Each sculpture originates from a single matricial module in red clay—a dense, Mediterranean earthenware—developed according to precise scale relationships: the foot module as the base unit, the torsion expanded into a triple volume, and the punch extending across an even larger mass. Although conceived independently from the live performance (during which sculptures shaped in fresh clay before an audience were allowed to crack and were subsequently destroyed), these works retain the memory of the body as an active force. Exhibited in Palermo in 2022, they enter into a subtle dialogue with the surrounding historic architecture: the color of the clay resonates with the tones of marble, while the drying fissures echo the fractures of the ancient structure. The Monoliths thus assert themselves as sculptures that are both stable and traversed by movement, where matter preserves the imprint of a controlled gesture, suspended between performance, sculpture, and time.

Monolithes

2022

Les Monolithes sont des sculptures issues du projet Jusqu’au bout du monde, conçues en étroite relation avec la performance mais réalisées en amont, dans le cadre de l’atelier. Il s’agit de sculptures performatives au sens où leur forme résulte directement de gestes chorégraphiques — impacts, torsions, chutes, prises — précisément écrits et testés avec un danseur, mais elles ne sont pas le résidu d’une action publique. Avant la performance, un travail préparatoire a été mené sur fond neutre, en cyclorama blanc, à travers des vidéos et des essais successifs permettant d’anticiper les contraintes techniques, d’ajuster la chorégraphie au centimètre près et d’isoler certains gestes particulièrement justes. Trois monolithes ont ainsi été conservés comme œuvres autonomes : un marqué par le coup de poing, un par la torsion, un par les pieds.
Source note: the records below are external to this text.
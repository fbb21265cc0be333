//! Filter predicates and pagination for ledger searches.
//!
//! Every criterion is optional. An unset criterion is left out of the
//! predicate entirely, and a set one is an exact match. There are no sentinel
//! values: `Some(Decimal::ZERO)` and `Some(String::new())` constrain the
//! search like any other value.

use ledgerview_common::{Account, AccountAddress, Transaction};
use rust_decimal::Decimal;
use serde::{Deserialize, Serialize};

/// Page size used when the caller does not ask for one.
pub const DEFAULT_LIMIT: u32 = 100;

/// Filter criteria for transaction searches.
#[derive(Debug, Clone, Default, PartialEq, Eq, Serialize, Deserialize)]
pub struct TransactionFilter {
    /// Exact amount.
    pub amount: Option<Decimal>,
    /// Address on either the credit or the debit side.
    pub addr: Option<AccountAddress>,
    /// Exact memo text.
    pub msg: Option<String>,
    /// Exact timestamp.
    pub time: Option<Decimal>,
}

impl TransactionFilter {
    /// Filter that matches every transaction.
    pub fn all() -> Self {
        Self::default()
    }

    pub fn with_amount(mut self, amount: Decimal) -> Self {
        self.amount = Some(amount);
        self
    }

    pub fn with_addr(mut self, addr: impl Into<AccountAddress>) -> Self {
        self.addr = Some(addr.into());
        self
    }

    pub fn with_msg(mut self, msg: impl Into<String>) -> Self {
        self.msg = Some(msg.into());
        self
    }

    pub fn with_time(mut self, time: Decimal) -> Self {
        self.time = Some(time);
        self
    }

    /// Whether no criterion is set.
    pub fn is_empty(&self) -> bool {
        self.amount.is_none() && self.addr.is_none() && self.msg.is_none() && self.time.is_none()
    }

    /// Evaluate the predicate against a single record.
    ///
    /// A `msg` criterion never matches a record without a memo.
    pub fn matches(&self, tx: &Transaction) -> bool {
        if let Some(amount) = &self.amount {
            if &tx.amount != amount {
                return false;
            }
        }
        if let Some(addr) = &self.addr {
            if !tx.involves(addr) {
                return false;
            }
        }
        if let Some(msg) = &self.msg {
            if tx.msg.as_ref() != Some(msg) {
                return false;
            }
        }
        if let Some(time) = &self.time {
            if &tx.time != time {
                return false;
            }
        }
        true
    }
}

/// Filter criteria for account directory searches.
#[derive(Debug, Clone, Default, PartialEq, Eq, Serialize, Deserialize)]
pub struct AccountFilter {
    pub addr: Option<AccountAddress>,
    pub name: Option<String>,
    pub cover: Option<String>,
    pub desc: Option<String>,
    pub sign: Option<String>,
}

impl AccountFilter {
    /// Filter that matches every account.
    pub fn all() -> Self {
        Self::default()
    }

    pub fn with_addr(mut self, addr: impl Into<AccountAddress>) -> Self {
        self.addr = Some(addr.into());
        self
    }

    pub fn with_name(mut self, name: impl Into<String>) -> Self {
        self.name = Some(name.into());
        self
    }

    /// Evaluate the predicate against a single account.
    pub fn matches(&self, account: &Account) -> bool {
        fn field_matches(want: &Option<String>, have: &Option<String>) -> bool {
            match want {
                Some(want) => have.as_ref() == Some(want),
                None => true,
            }
        }

        self.addr.as_ref().map_or(true, |addr| &account.addr == addr)
            && field_matches(&self.name, &account.name)
            && field_matches(&self.cover, &account.cover)
            && field_matches(&self.desc, &account.desc)
            && self.sign.as_ref().map_or(true, |sign| &account.sign == sign)
    }
}

/// Offset pagination over a store's natural order.
#[derive(Debug, Clone, Copy, PartialEq, Eq, Serialize, Deserialize)]
pub struct Page {
    /// Number of matching records to skip.
    pub skip: u64,
    /// Maximum number of records to return.
    pub limit: u32,
}

impl Default for Page {
    fn default() -> Self {
        Self {
            skip: 0,
            limit: DEFAULT_LIMIT,
        }
    }
}

impl Page {
    /// Create a page, falling back to [`DEFAULT_LIMIT`] when no limit is given.
    pub fn new(skip: Option<u64>, limit: Option<u32>) -> Self {
        Self {
            skip: skip.unwrap_or(0),
            limit: limit.unwrap_or(DEFAULT_LIMIT),
        }
    }

    /// The page that follows this one.
    pub fn next(&self) -> Self {
        Self {
            skip: self.skip.saturating_add(u64::from(self.limit)),
            limit: self.limit,
        }
    }

    /// Cap the limit at `max`.
    pub fn clamp(self, max: u32) -> Self {
        Self {
            skip: self.skip,
            limit: self.limit.min(max),
        }
    }

    /// Apply skip and limit to an already-filtered sequence.
    pub fn apply<T>(&self, items: impl IntoIterator<Item = T>) -> Vec<T> {
        let skip = usize::try_from(self.skip).unwrap_or(usize::MAX);
        items
            .into_iter()
            .skip(skip)
            .take(self.limit as usize)
            .collect()
    }
}
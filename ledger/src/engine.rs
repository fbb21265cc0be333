//! Ledger engine facade.
//!
//! Bundles the query engine, balance calculator and counterparty resolver
//! over one transaction store and one account directory. Every operation is a
//! stateless read, so a single engine can serve any number of concurrent
//! callers without coordination.

use std::sync::Arc;

use rust_decimal::Decimal;
use tracing::{instrument, warn};

use ledgerview_common::{Account, AccountAddress, LedgerError, Result, Transaction};

use crate::balance::{BalanceBreakdown, BalanceCalculator};
use crate::config::QueryConfig;
use crate::context::QueryContext;
use crate::counterparty::CounterpartyResolver;
use crate::filter::{AccountFilter, Page, TransactionFilter};
use crate::query::QueryEngine;
use crate::store::{
    AccountDirectory, SharedAccountDirectory, SharedTransactionStore, TransactionStore,
};

/// Read-side engine over an existing ledger.
#[derive(Clone)]
pub struct LedgerEngine {
    query: QueryEngine,
    balances: BalanceCalculator,
    counterparties: CounterpartyResolver,
    accounts: SharedAccountDirectory,
    config: QueryConfig,
}

impl LedgerEngine {
    /// Create a new ledger engine.
    pub fn new(
        transactions: SharedTransactionStore,
        accounts: SharedAccountDirectory,
        config: QueryConfig,
    ) -> Self {
        Self {
            query: QueryEngine::new(transactions.clone(), config.clone()),
            balances: BalanceCalculator::new(transactions.clone()),
            counterparties: CounterpartyResolver::new(transactions, accounts.clone()),
            accounts,
            config,
        }
    }

    /// Create an engine over a single backend implementing both stores.
    pub fn over<S>(store: Arc<S>, config: QueryConfig) -> Self
    where
        S: TransactionStore + AccountDirectory + 'static,
    {
        Self::new(store.clone(), store, config)
    }

    /// Engine configuration.
    pub fn config(&self) -> &QueryConfig {
        &self.config
    }

    /// Build a page from optional caller input.
    pub fn page(&self, skip: Option<u64>, limit: Option<u32>) -> Page {
        self.query.page(skip, limit)
    }

    fn scoped(&self, ctx: &QueryContext) -> QueryContext {
        ctx.clone().or_timeout(self.config.query_timeout)
    }

    /// Filtered, paginated transaction search.
    #[instrument(skip(self, ctx), fields(skip = page.skip, limit = page.limit))]
    pub async fn search(
        &self,
        ctx: &QueryContext,
        filter: &TransactionFilter,
        page: Page,
    ) -> Result<Vec<Transaction>> {
        let ctx = self.scoped(ctx);
        self.query.search(&ctx, filter, page).await.map_err(log_failure)
    }

    /// Single transaction by identifier.
    #[instrument(skip(self, ctx))]
    pub async fn transaction(&self, ctx: &QueryContext, id: &str) -> Result<Transaction> {
        let ctx = self.scoped(ctx);
        self.query.transaction(&ctx, id).await.map_err(log_failure)
    }

    /// Every transaction touching an address.
    #[instrument(skip(self, ctx, addr), fields(address = %addr))]
    pub async fn transactions_for(
        &self,
        ctx: &QueryContext,
        addr: &AccountAddress,
    ) -> Result<Vec<Transaction>> {
        let ctx = self.scoped(ctx);
        self.query.transactions_for(&ctx, addr).await.map_err(log_failure)
    }

    /// Signed net balance of an address.
    #[instrument(skip(self, ctx, addr), fields(address = %addr))]
    pub async fn balance(&self, ctx: &QueryContext, addr: &AccountAddress) -> Result<Decimal> {
        let ctx = self.scoped(ctx);
        self.balances.balance(&ctx, addr).await.map_err(log_failure)
    }

    /// Balance of an address with its debit/credit totals.
    #[instrument(skip(self, ctx, addr), fields(address = %addr))]
    pub async fn balance_breakdown(
        &self,
        ctx: &QueryContext,
        addr: &AccountAddress,
    ) -> Result<BalanceBreakdown> {
        let ctx = self.scoped(ctx);
        self.balances.breakdown(&ctx, addr).await.map_err(log_failure)
    }

    /// Counterparties, one entry per resolved transaction.
    #[instrument(skip(self, ctx, addr), fields(address = %addr))]
    pub async fn counterparties(
        &self,
        ctx: &QueryContext,
        addr: &AccountAddress,
    ) -> Result<Vec<Account>> {
        let ctx = self.scoped(ctx);
        self.counterparties
            .counterparties(&ctx, addr)
            .await
            .map_err(log_failure)
    }

    /// Counterparties deduplicated by address.
    #[instrument(skip(self, ctx, addr), fields(address = %addr))]
    pub async fn distinct_counterparties(
        &self,
        ctx: &QueryContext,
        addr: &AccountAddress,
    ) -> Result<Vec<Account>> {
        let ctx = self.scoped(ctx);
        self.counterparties
            .distinct_counterparties(&ctx, addr)
            .await
            .map_err(log_failure)
    }

    /// Accounts matching every set field of `filter`.
    #[instrument(skip(self, ctx))]
    pub async fn accounts(&self, ctx: &QueryContext, filter: &AccountFilter) -> Result<Vec<Account>> {
        let ctx = self.scoped(ctx);
        ctx.run("account_search", self.accounts.search(filter))
            .await
            .map_err(log_failure)
    }

    /// Single account by address.
    #[instrument(skip(self, ctx, addr), fields(address = %addr))]
    pub async fn account(&self, ctx: &QueryContext, addr: &AccountAddress) -> Result<Account> {
        let ctx = self.scoped(ctx);
        ctx.run("find_by_addr", self.accounts.find_by_addr(addr))
            .await
            .map_err(log_failure)?
            .ok_or_else(|| LedgerError::account_not_found(addr))
    }
}

fn log_failure(err: LedgerError) -> LedgerError {
    if !err.is_not_found() {
        warn!(error = %err, code = err.error_code(), "Ledger read failed");
    }
    err
}

#[cfg(test)]
mod tests {
    use super::*;
    use crate::memory::InMemoryLedgerStore;
    use rust_decimal_macros::dec;
    use std::time::Duration;

    fn create_test_engine() -> (LedgerEngine, Arc<InMemoryLedgerStore>) {
        let store = Arc::new(InMemoryLedgerStore::new());
        store.insert_account(Account::new("A", "sa").with_name("Alice")).unwrap();
        store.insert_account(Account::new("B", "sb").with_name("Bob")).unwrap();
        store.insert_transaction(Transaction::new("A", "B", dec!(10), dec!(1), "s1"));
        store.insert_transaction(Transaction::new("B", "A", dec!(4), dec!(2), "s2"));

        (LedgerEngine::over(store.clone(), QueryConfig::default()), store)
    }

    #[tokio::test]
    async fn test_engine_end_to_end() {
        let (engine, _) = create_test_engine();
        let ctx = QueryContext::background();
        let a = AccountAddress::from("A");

        assert_eq!(engine.balance(&ctx, &a).await.unwrap(), dec!(-6));
        assert_eq!(engine.counterparties(&ctx, &a).await.unwrap().len(), 2);
        assert_eq!(engine.distinct_counterparties(&ctx, &a).await.unwrap().len(), 1);

        let page = engine.page(None, None);
        let found = engine
            .search(&ctx, &TransactionFilter::all().with_addr("A"), page)
            .await
            .unwrap();
        assert_eq!(found.len(), 2);
    }

    #[tokio::test]
    async fn test_account_lookups() {
        let (engine, _) = create_test_engine();
        let ctx = QueryContext::background();

        let bob = engine.account(&ctx, &"B".into()).await.unwrap();
        assert_eq!(bob.name.as_deref(), Some("Bob"));

        let missing = engine.account(&ctx, &"Z".into()).await.unwrap_err();
        assert!(missing.is_not_found());

        let all = engine.accounts(&ctx, &AccountFilter::all()).await.unwrap();
        assert_eq!(all.len(), 2);

        let named = engine
            .accounts(&ctx, &AccountFilter::all().with_name("Alice"))
            .await
            .unwrap();
        assert_eq!(named.len(), 1);
        assert_eq!(named[0].addr.as_str(), "A");
    }

    #[tokio::test]
    async fn test_cancelled_context_yields_cancelled() {
        let (engine, _) = create_test_engine();
        let (ctx, handle) = QueryContext::cancellable();
        handle.cancel();

        let err = engine.balance(&ctx, &"A".into()).await.unwrap_err();
        assert_eq!(err, LedgerError::Cancelled);
    }

    #[tokio::test]
    async fn test_concurrent_reads_are_independent() {
        let (engine, _) = create_test_engine();

        let handles: Vec<_> = ["A", "B", "A", "B"]
            .into_iter()
            .map(|addr| {
                let engine = engine.clone();
                tokio::spawn(async move {
                    engine
                        .balance(&QueryContext::background(), &addr.into())
                        .await
                })
            })
            .collect();

        let mut balances = Vec::new();
        for handle in handles {
            balances.push(handle.await.unwrap().unwrap());
        }
        assert_eq!(balances, vec![dec!(-6), dec!(6), dec!(-6), dec!(6)]);
    }

    #[tokio::test]
    async fn test_configured_timeout_applies() {
        let store = Arc::new(InMemoryLedgerStore::new());
        let config = QueryConfig {
            query_timeout: Some(Duration::from_secs(30)),
            ..Default::default()
        };
        let engine = LedgerEngine::over(store, config);

        let balance = engine
            .balance(&QueryContext::background(), &"A".into())
            .await
            .unwrap();
        assert!(balance.is_zero());
    }
}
Chaque sculpture est issue d’un même module matriciel en terre rouge — une faïence dense, méditerranéenne — décliné selon des rapports d’échelle précis : le module du pied comme unité de base, la torsion développée sur un volume triple, l’impact du poing sur un volume encore plus étendu. Bien que pensées indépendamment de la performance live (dont les sculptures, façonnées dans la terre fraîche devant un public, ont été laissées à se fissurer puis détruites), ces pièces conservent la mémoire du corps comme force active. Exposées à Palerme en 2022, elles dialoguent subtilement avec l’architecture ancienne : la couleur de la terre répond aux tonalités du marbre, tandis que les craquelures du séchage font écho aux fractures du bâti historique. Les Monolithes affirment ainsi des sculptures à la fois stables et traversées par le mouvement, où la matière garde l’empreinte d’un geste maîtrisé, suspendu entre performance, sculpture et temps.